> [PROBLEM DESCRIPTION]:
Output the lines below exactly, please, from the first line until the line with "pub const MAX_DISTANCE_MM: u16 = 4000;", counting both.

━━━━━ TASK DATA

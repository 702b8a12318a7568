//! Time-of-flight to distance conversion and range validation.
//!
//! Integer-only.  The speed of sound is derived once from the configured
//! temperature using `c = 331.3 + 0.606 × T` (m/s) and held in mm/s.

use super::ema::EmaFilter;
use super::measurement::{MeasurementStatus, ProcessedMeasurement, RawMeasurement};

/// Shortest distance the HC-SR04 resolves reliably (2 cm).
pub const MIN_DISTANCE_MM: u16 = 20;
/// Longest distance the HC-SR04 resolves reliably (400 cm).
pub const MAX_DISTANCE_MM: u16 = 4000;

/// Speed of sound in mm/s for a temperature in tenths of °C.
///
/// `(331.3 + 0.606 × t/10) × 1000`, evaluated as
/// `(331_300_000 + 606 × t × 100) / 1000`.  343 420 at 20.0 °C.
pub fn speed_of_sound_mm_per_s(temperature_tenths_c: i16) -> u32 {
    let scaled = 331_300_000_i64 + 606 * i64::from(temperature_tenths_c) * 100;
    (scaled / 1000) as u32
}

/// One-way distance for a round-trip echo of `duration_us`.
///
/// Multiplies before dividing in 64 bits; the result is not range-checked.
pub fn distance_mm(duration_us: u64, speed_mm_per_s: u32) -> u64 {
    duration_us.saturating_mul(u64::from(speed_mm_per_s)) / 2_000_000
}

pub fn in_range(distance_mm: u64) -> bool {
    (u64::from(MIN_DISTANCE_MM)..=u64::from(MAX_DISTANCE_MM)).contains(&distance_mm)
}

/// Turn a captured echo into a consumer-facing reading.
///
/// Only `Ok` readings touch `filter`.  Out-of-range distances are reported
/// unsmoothed, saturated to `u16::MAX`.
pub fn evaluate(
    raw: &RawMeasurement,
    speed_mm_per_s: u32,
    filter: &mut EmaFilter,
) -> ProcessedMeasurement {
    let reading = |distance_mm, status| ProcessedMeasurement {
        distance_mm,
        timestamp_us: raw.echo_end_us,
        status,
    };

    if raw.status != MeasurementStatus::Ok {
        return reading(0, raw.status);
    }
    if raw.echo_end_us < raw.echo_start_us {
        return reading(0, MeasurementStatus::InvalidReading);
    }
    let duration_us = raw.echo_end_us - raw.echo_start_us;
    if duration_us == 0 {
        return reading(0, MeasurementStatus::NoEcho);
    }

    let distance = distance_mm(duration_us, speed_mm_per_s);
    if !in_range(distance) {
        let saturated = u16::try_from(distance).unwrap_or(u16::MAX);
        return reading(saturated, MeasurementStatus::OutOfRange);
    }

    // in_range bounds distance to MAX_DISTANCE_MM.
    let smoothed = filter.update(distance as u16);
    reading(smoothed, MeasurementStatus::Ok)
}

━━━━━━━━━━

> [RESPONSE]:
repository 702b8a12318a7568
//! Time-of-flight to distance conversion and range validation.
//!
//! Integer-only.  The speed of sound is derived once from the configured
//! temperature using `c = 331.3 + 0.606 × T` (m/s) and held in mm/s.

use super::ema::EmaFilter;
use super::measurement::{MeasurementStatus, ProcessedMeasurement, RawMeasurement};

/// Shortest distance the HC-SR04 resolves reliably (2 cm).
pub const MIN_DISTANCE_MM: u16 = 20;
/// Longest distance the HC-SR04 resolves reliably (400 cm).
pub const MAX_DISTANCE_MM: u16 = 4000;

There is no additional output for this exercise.